On foot, it's possible to reach the summit using path L1 from Stresa (designated CAI Stresa), which passes near the railway station. The suggested time to the summit is 4:20 from the station.

==2021 cable car accident==

On 23 May 2021, a cabin of the Stresa–Alpino–Mottarone Cable Car which was carrying fifteen people fell into a wooded area of the mountainside near the summit, killing fourteen people and injuring another.

== Winter sports ==
A ski resort with 21 km of downhill skiing slopes is located on Mottarone.

Skiing on Mottarone has a long tradition. Sci Club Mottarone was founded in 1909. In January 1935 the first giant slalom in ski racing history took place on the Mottarone.

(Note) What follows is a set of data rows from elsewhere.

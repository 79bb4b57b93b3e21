//! Fudge Roll headless host
//!
//! Drives the gameplay core without an engine: a point-mass ball on a flat
//! plane, an autopilot that rolls toward the next collectible, and the text
//! HUD written to the log once a second.
//!
//! Usage: `fudge-roll [config.json] [settings.json]`

use glam::Vec3;

use fudge_roll::audio::AudioMixer;
use fudge_roll::consts::*;
use fudge_roll::hud::TextHud;
use fudge_roll::localization::StringTable;
use fudge_roll::sim::{
    Contact, FrameInput, GameEvent, GamePhase, GameSession, HostHooks, MoveAxes, PhysicsBody,
};
use fudge_roll::{GameConfig, Settings, UP, flatten_xz};

/// Render frame rate of the headless loop
const FRAME_DT: f32 = 1.0 / 60.0;
/// Give up after this much simulated time
const MAX_RUN_SECS: f32 = 600.0;
/// Seconds spent on the tutorial screen before pressing start
const TUTORIAL_SECS: f32 = 1.0;
/// Finish ribbon location
const GOAL_POSITION: Vec3 = Vec3::new(0.0, 0.0, 55.0);
const GOAL_RADIUS: f32 = 1.5;

/// Ball body with linear drag, integrated with semi-implicit Euler
struct PointMass {
    pos: Vec3,
    vel: Vec3,
    force: Vec3,
    mass: f32,
    drag: f32,
}

impl PhysicsBody for PointMass {
    fn position(&self) -> Vec3 {
        self.pos
    }

    fn speed(&self) -> f32 {
        self.vel.length()
    }

    fn add_force(&mut self, force: Vec3) {
        self.force += force;
    }
}

impl PointMass {
    fn integrate(&mut self, dt: f32) {
        let accel = self.force / self.mass - self.vel * self.drag;
        self.vel += accel * dt;
        self.vel.y = 0.0;
        self.pos += self.vel * dt;
        self.force = Vec3::ZERO;
    }
}

/// Steer toward the nearest wanted prop (or the goal once everything is
/// collected), expressed as camera-relative input axes
fn autopilot(session: &GameSession<TextHud>, ball: Vec3) -> MoveAxes {
    let progression = session.progression();
    let target = if progression.can_finish() {
        Some(GOAL_POSITION)
    } else {
        let wanted = progression.current_level().stage;
        session
            .props()
            .props
            .iter()
            .filter(|p| p.tag == wanted && p.attached.is_none())
            .map(|p| p.position)
            .min_by(|a, b| {
                a.distance_squared(ball)
                    .partial_cmp(&b.distance_squared(ball))
                    .unwrap_or(std::cmp::Ordering::Equal)
            })
    };

    let Some(target) = target else {
        return MoveAxes::default();
    };
    let desired = flatten_xz(target - ball).normalize_or_zero();
    let forward = flatten_xz(ball - session.camera_position()).normalize_or_zero();
    let right = UP.cross(forward);
    MoveAxes::new(desired.dot(right), desired.dot(forward))
}

fn log_hud(session: &GameSession<TextHud>) {
    let hud = session.hud();
    log::info!(
        "[HUD] {} | {} | {} | {}",
        hud.timer_text,
        hud.rank_text,
        hud.count_text,
        if hud.info_opacity() > 0.0 { hud.info_text.as_str() } else { "" }
    );
}

fn run(config: GameConfig, settings: Settings) -> Result<(), fudge_roll::ConfigError> {
    let hud = TextHud::new(StringTable::default(), config.screens.clone());
    let mut session = GameSession::new(config, &settings, AudioMixer::default(), hud)?;
    session.on_init();

    let mut body = PointMass {
        pos: Vec3::ZERO,
        vel: Vec3::ZERO,
        force: Vec3::ZERO,
        mass: 1.0,
        drag: 1.5,
    };

    let mut time = 0.0_f32;
    let mut accumulator = 0.0_f32;
    let mut next_hud_log = 0.0_f32;
    let mut started = false;

    while time < MAX_RUN_SECS && session.progression().phase() != GamePhase::GameOver {
        if !started && time >= TUTORIAL_SECS {
            session.on_button_click();
            session.on_start_game();
            started = true;
        }

        let input = FrameInput {
            mouse_dx: 0.0,
            ball_position: body.pos,
        };
        let pose = session.on_frame(FRAME_DT, &input);
        log::trace!("Camera at {:.2}, looking {:.2}", pose.position, pose.look_dir);

        accumulator += FRAME_DT;
        let mut substeps = 0;
        while accumulator >= PHYSICS_DT && substeps < MAX_SUBSTEPS {
            let axes = autopilot(&session, body.pos);
            session.on_physics_tick(PHYSICS_DT, axes, &mut body);
            body.integrate(PHYSICS_DT);

            let reach = session.ball().effective_radius();
            let contacts: Vec<Contact> = session
                .props()
                .loose_within(body.pos, reach)
                .map(|p| Contact::Prop {
                    id: p.id,
                    tag: p.tag.as_str().to_string(),
                    position: p.position,
                })
                .collect();
            for contact in &contacts {
                if let Some(attachment) = session.on_collision(contact) {
                    log::debug!("Prop {} stuck at {:?}", attachment.prop_id, attachment.offset);
                }
            }
            if flatten_xz(body.pos - GOAL_POSITION).length() <= GOAL_RADIUS {
                session.on_collision(&Contact::Goal);
            }

            accumulator -= PHYSICS_DT;
            substeps += 1;
        }

        for event in session.drain_events() {
            match event {
                GameEvent::Collected { prop_id, tag } => log::debug!("Collected {} prop {}", tag, prop_id),
                GameEvent::StageCompleted { level, position } => {
                    log::info!("Stage {} completed at {:.1}", level + 1, position)
                }
                GameEvent::AllStagesCompleted => log::info!("All stages done, heading for the goal"),
                GameEvent::GameComplete { elapsed, rank } => {
                    log::info!("Finished in {:.2}s with rank {}", elapsed, rank.as_str())
                }
            }
        }

        time += FRAME_DT;
        if time >= next_hud_log {
            log_hud(&session);
            next_hud_log += 1.0;
        }
    }

    if session.progression().phase() != GamePhase::GameOver {
        log::warn!("Gave up after {:.0}s of simulated time", MAX_RUN_SECS);
    }
    log_hud(&session);
    log::info!("Props stuck to the ball: {}", session.props().attached_count());
    Ok(())
}

fn main() {
    env_logger::Builder::from_env(env_logger::Env::default().default_filter_or("info")).init();
    log::info!("Fudge Roll (headless) starting...");

    let mut args = std::env::args().skip(1);
    let config = match args.next() {
        Some(path) => match GameConfig::load_from_file(&path) {
            Ok(config) => config,
            Err(e) => {
                log::error!("{}", e);
                std::process::exit(1);
            }
        },
        None => GameConfig::default(),
    };
    let settings = args.next().map(Settings::load).unwrap_or_default();

    if let Err(e) = run(config, settings) {
        log::error!("{}", e);
        std::process::exit(1);
    }
}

In 1940 the first ski lift opened called, Slittone. After World War II, the ski resort developed. Today there are 21 trails, something for every kind of skier. There are five ski lifts: Baby, Selva Spessa 1, Selva Spessa 2, La Rossa and Baita Omegna. In addition, there are two moving carpet lifts (tapis-roulants) for beginners. Unfortunately, another lift called Alpe Corti, was closed after 2011 at the end of its "technical life", following Italian law which allows certain lifts to be used only 30 years.